The Hague, Netherlands:
The coronavirus vaccine developed by AstraZeneca and Oxford University, which was approved in the UK on Wednesday, is unlikely to receive a green light in the European Union next month, according to the European Medicines Agency (EMA).
The regulator, charged with overseeing the approval of vaccines in the EU before they can be marketed, approved the Pfizer BioNTech vaccine on December 21st. He is expected to make a decision on Moderna’s vaccine on January 6th.
“The EMA has not yet been given a formal marketing authorization, so the EMA Committee on Medicinal Products for Human Use has not yet set a timeline for the approval of the AstraZeneca-Oxford Stitch,” the Amsterdam-based agency told AFP.
The regulator’s deputy director, Noel Walthion, told the Belgian newspaper Het Nieuwsblad on Tuesday that a possible approval in January was “unlikely”, the agency confirmed on Tuesday.
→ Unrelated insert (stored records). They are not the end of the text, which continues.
//! Configuration management for the streaming core.
//!
//! Values are read from environment variables, optionally seeded from a `.env`
//! file in the local data directory. The configuration system follows a
//! hierarchical approach:
//! 1. Environment variables (highest priority)
//! 2. `.env` file in the local data directory
//! 3. Application defaults

use std::{env, path::PathBuf, str::FromStr, time::Duration};

use crate::{Res, types::ProviderKind};

/// Tidal download mirrors, fastest/most reliable first.
pub const DEFAULT_TIDAL_MIRRORS: &[&str] = &[
    "https://tidal.kinoplus.online",
    "https://tidal-api.binimum.org",
    "https://wolf.qqdl.site",
    "https://maus.qqdl.site",
    "https://vogel.qqdl.site",
    "https://katze.qqdl.site",
    "https://hund.qqdl.site",
];

/// Loads environment variables from a `.env` file in the local data directory.
///
/// The file is looked up at:
/// - Linux: `~/.local/share/trackstream/.env`
/// - macOS: `~/Library/Application Support/trackstream/.env`
/// - Windows: `%LOCALAPPDATA%/trackstream/.env`
///
/// A missing file is not an error; variables already present in the process
/// environment are never overridden.
///
/// # Errors
///
/// Returns an error if the data directory cannot be created or the `.env`
/// file exists but cannot be parsed.
pub async fn load_env() -> Res<()> {
    let mut path = dirs::data_local_dir().unwrap_or_else(|| PathBuf::from("."));
    path.push("trackstream/.env");
    if let Some(parent) = path.parent() {
        async_fs::create_dir_all(parent).await?;
    }

    if async_fs::metadata(&path).await.is_ok() {
        dotenv::from_path(&path)?;
    }
    Ok(())
}

/// How the external encoder is invoked.
#[derive(Debug, Clone)]
pub struct EncoderSettings {
    pub program: PathBuf,
    /// Argument template; `{bitrate}` is replaced with the target bitrate.
    pub args: Vec<String>,
    pub bitrate: String,
    /// Force-terminate the encoder after this long without output.
    pub idle_timeout: Duration,
}

impl EncoderSettings {
    /// ffmpeg reading the raw source on stdin and writing MP3 to stdout.
    pub fn ffmpeg(program: impl Into<PathBuf>, bitrate: impl Into<String>) -> Self {
        let args = [
            "-hide_banner",
            "-loglevel",
            "error",
            "-i",
            "pipe:0",
            "-vn",
            "-acodec",
            "libmp3lame",
            "-b:a",
            "{bitrate}",
            "-f",
            "mp3",
            "pipe:1",
        ];
        Self {
            program: program.into(),
            args: args.iter().map(|a| a.to_string()).collect(),
            bitrate: bitrate.into(),
            idle_timeout: Duration::from_secs(30),
        }
    }

    /// Arguments with the bitrate placeholder substituted.
    pub fn resolved_args(&self) -> Vec<String> {
        self.args
            .iter()
            .map(|a| a.replace("{bitrate}", &self.bitrate))
            .collect()
    }
}

#[derive(Debug, Clone)]
pub struct CacheSettings {
    pub dir: PathBuf,
    pub max_bytes: u64,
    pub sweep_interval: Duration,
    /// Upper bound of a single wait before a blocked reader re-checks its entry.
    pub reader_liveness: Duration,
}

impl CacheSettings {
    pub fn new(dir: impl Into<PathBuf>, max_bytes: u64) -> Self {
        Self {
            dir: dir.into(),
            max_bytes,
            sweep_interval: Duration::from_secs(30 * 60),
            reader_liveness: Duration::from_secs(1),
        }
    }
}

#[derive(Debug, Clone)]
pub struct ResolverSettings {
    pub order: Vec<ProviderKind>,
    pub similarity_floor: f64,
    pub cooldown: Duration,
}

impl Default for ResolverSettings {
    fn default() -> Self {
        Self {
            order: vec![ProviderKind::Tidal, ProviderKind::Deezer],
            similarity_floor: 0.6,
            cooldown: Duration::from_secs(60),
        }
    }
}

#[derive(Debug, Clone)]
pub struct TidalSettings {
    pub client_id: String,
    pub client_secret: String,
    pub auth_url: String,
    pub api_url: String,
    pub country_code: String,
    pub quality: String,
    pub mirrors: Vec<String>,
}

#[derive(Debug, Clone)]
pub struct DeezerSettings {
    pub public_api_url: String,
    pub download_api_url: String,
}

/// Everything the core consumes at process start.
#[derive(Debug, Clone)]
pub struct Settings {
    pub server_addr: String,
    pub provider_timeout: Duration,
    pub encoder: EncoderSettings,
    pub cache: CacheSettings,
    pub resolver: ResolverSettings,
    pub tidal: TidalSettings,
    pub deezer: DeezerSettings,
}

impl Settings {
    /// Builds the settings from the process environment.
    ///
    /// # Errors
    ///
    /// Fails on malformed numbers and on unknown names in `PROVIDER_ORDER`.
    pub fn from_env() -> Res<Self> {
        let mut encoder = EncoderSettings::ffmpeg(
            env_or("FFMPEG_PATH", "ffmpeg"),
            env_or("MP3_BITRATE", "320k"),
        );
        encoder.idle_timeout = Duration::from_secs(env_parse("ENCODER_IDLE_TIMEOUT_SECS", 30)?);

        let cache_dir = match env::var("CACHE_DIR") {
            Ok(dir) => PathBuf::from(dir),
            Err(_) => {
                let mut dir = dirs::cache_dir().unwrap_or_else(|| PathBuf::from("."));
                dir.push("trackstream");
                dir
            }
        };
        let max_mb: u64 = env_parse("CACHE_MAX_SIZE_MB", 2048)?;
        let mut cache = CacheSettings::new(cache_dir, max_mb * 1024 * 1024);
        cache.sweep_interval = Duration::from_secs(env_parse("CACHE_SWEEP_INTERVAL_SECS", 1800)?);
        cache.reader_liveness = Duration::from_millis(env_parse("READER_LIVENESS_MS", 1000)?);

        let resolver = ResolverSettings {
            order: parse_provider_order(&env_or("PROVIDER_ORDER", "tidal,deezer"))?,
            similarity_floor: env_parse("MATCH_SIMILARITY_FLOOR", 0.6)?,
            cooldown: Duration::from_secs(env_parse("PROVIDER_COOLDOWN_SECS", 60)?),
        };

        let mirrors = match env::var("TIDAL_MIRRORS") {
            Ok(list) => split_list(&list),
            Err(_) => DEFAULT_TIDAL_MIRRORS.iter().map(|m| m.to_string()).collect(),
        };

        Ok(Self {
            server_addr: env_or("SERVER_ADDRESS", "0.0.0.0:8000"),
            provider_timeout: Duration::from_secs(env_parse("PROVIDER_TIMEOUT_SECS", 30)?),
            encoder,
            cache,
            resolver,
            tidal: TidalSettings {
                client_id: env_or("TIDAL_CLIENT_ID", ""),
                client_secret: env_or("TIDAL_CLIENT_SECRET", ""),
                auth_url: env_or("TIDAL_AUTH_URL", "https://auth.tidal.com/v1/oauth2/token"),
                api_url: env_or("TIDAL_API_URL", "https://api.tidal.com"),
                country_code: env_or("TIDAL_COUNTRY_CODE", "US"),
                quality: env_or("TIDAL_QUALITY", "LOSSLESS"),
                mirrors,
            },
            deezer: DeezerSettings {
                public_api_url: env_or("DEEZER_PUBLIC_API_URL", "https://api.deezer.com"),
                download_api_url: env_or("DEEZER_API_URL", "https://api.deezmate.com"),
            },
        })
    }
}

/// Parses a comma-separated provider list, e.g. `"tidal, deezer"`.
pub fn parse_provider_order(value: &str) -> Res<Vec<ProviderKind>> {
    let mut order = Vec::new();
    for name in split_list(value) {
        let kind: ProviderKind = name.parse()?;
        if !order.contains(&kind) {
            order.push(kind);
        }
    }
    if order.is_empty() {
        return Err("PROVIDER_ORDER names no provider".into());
    }
    Ok(order)
}

fn split_list(value: &str) -> Vec<String> {
    value
        .split(',')
        .map(|s| s.trim().to_string())
        .filter(|s| !s.is_empty())
        .collect()
}

fn env_or(name: &str, default: &str) -> String {
    env::var(name).unwrap_or_else(|_| default.to_string())
}

fn env_parse<T>(name: &str, default: T) -> Res<T>
where
    T: FromStr,
    T::Err: std::fmt::Display,
{
    match env::var(name) {
        Ok(raw) => raw
            .trim()
            .parse()
            .map_err(|e| format!("{} has an invalid value '{}': {}", name, raw, e).into()),
        Err(_) => Ok(default),
    }
}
The AstraZeneca-Oxford vaccine is currently undergoing an “ongoing review” which allows the EMA to review safety and efficacy data when it is released, even before the manufacturer submits a formal application for approval.
This process speeds up the evaluation of an application for authorization once it has been submitted, according to the EMA.
The UK on Wednesday became the first country in the world to approve the vaccine, which is cheaper to manufacture and easier to store and transport than the Pfizer BioNTech batch.
For the EU countries, it is up to the European Commission in Brussels to give the green light after approval by the EMA.
The vaccinations with the Pfizer BioNTech vaccine started on the weekend in the 27-person block.
(Except for the headline, this story was not edited by GossipMantri staff and posted from a syndicated feed.)